▶ The task: Search each line below for the word "received" and list those that contain it.

[Collected data]
━━━━━━━━━━

//! Echo server: every frame received is broadcast back to all clients.
//!
//! Clients send frames xored with 0xFF and then base64 encoded (see `put`).
//! Run with `cargo run --example echo_server -- --listen 127.0.0.1:27010`
//! and stop with Ctrl-C.

use std::path::PathBuf;
use std::sync::Arc;

use anyhow::{Context, Result};
use clap::Parser;
use tracing::{error, info};
use tracing_subscriber::layer::SubscriberExt;
use tracing_subscriber::util::SubscriberInitExt;
use tracing_subscriber::EnvFilter;

use chunkwire::filter::{Base64DecodeFilter, FilterPipeline, FrameExtractor, XorFilter};
use chunkwire::handler::handler_fn;
use chunkwire::manager::AllInOnePolicy;
use chunkwire::protocol::Frame;
use chunkwire::{ConnectionGroup, ConnectionManager, Dispatcher, ServerConfig};

#[derive(Debug, Parser)]
#[command(name = "echo_server", about = "Broadcast every received frame to all clients")]
struct Args {
    /// JSON configuration file
    #[arg(short, long)]
    config: Option<PathBuf>,

    /// Listen address (overrides the configuration file)
    #[arg(short, long)]
    listen: Option<String>,

    /// Maximum concurrent handlers (overrides the configuration file)
    #[arg(long)]
    concurrency: Option<usize>,

    /// XOR mask byte applied after base64 decoding
    #[arg(long, default_value_t = 0xFF)]
    mask: u8,

    /// Expect raw frames instead of the base64 + xor stream
    #[arg(long)]
    plain: bool,
}

#[tokio::main]
async fn main() -> Result<()> {
    init_tracing();
    let args = Args::parse();

    let mut config = match &args.config {
        Some(path) => ServerConfig::from_json_file(path)
            .with_context(|| format!("failed to load {}", path.display()))?,
        None => ServerConfig::default(),
    };
    if let Some(listen) = args.listen {
        config = config.with_listen_addr(listen);
    }
    if let Some(limit) = args.concurrency {
        config = config.with_dispatcher_concurrency(limit);
    }
    config.validate()?;

    let group = ConnectionGroup::with_capacity("echo", config.connections_pool_init_size);
    let echo_group = group.clone();
    let dispatcher = Dispatcher::new(
        "echo",
        config.dispatcher_concurrency,
        handler_fn(move |frame: Frame| {
            let group = echo_group.clone();
            async move {
                info!(%frame, "received");
                let delivered = group.broadcast(frame.encode()).await;
                info!(delivered, "echoed");
                Ok(())
            }
        }),
    );
    dispatcher.start()?;
    group.set_handler(Arc::new(dispatcher.clone()));

    let mask = args.mask;
    let plain = args.plain;
    let manager = Arc::new(
        ConnectionManager::new(config.clone())
            .with_policy(AllInOnePolicy::new(group))
            .with_pipeline_factory(move || {
                let mut pipeline = FilterPipeline::new();
                if !plain {
                    pipeline.append(Base64DecodeFilter::new());
                    if let Ok(xor) = XorFilter::new([mask]) {
                        pipeline.append(xor);
                    }
                }
                pipeline.append(FrameExtractor::new());
                pipeline
            }),
    );

    let listener = tokio::net::TcpListener::bind(&config.listen_addr)
        .await
        .with_context(|| format!("failed to bind {}", config.listen_addr))?;

    let server = tokio::spawn({
        let manager = manager.clone();
        async move { manager.start(listener).await }
    });

    if let Err(err) = tokio::signal::ctrl_c().await {
        error!(error = %err, "failed to listen for shutdown signal");
    }
    info!("shutting down");

    manager.stop()?;
    server.await.context("server task panicked")??;
    dispatcher.shutdown().await?;
    Ok(())
}

fn init_tracing() {
    let filter = EnvFilter::try_from_default_env().unwrap_or_else(|_| EnvFilter::new("info"));

    tracing_subscriber::registry()
        .with(filter)
        .with(tracing_subscriber::fmt::layer())
        .init();
}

━━━━━━━━━━

▶ Task response:
//! Echo server: every frame received is broadcast back to all clients.
#[command(name = "echo_server", about = "Broadcast every received frame to all clients")]
                info!(%frame, "received");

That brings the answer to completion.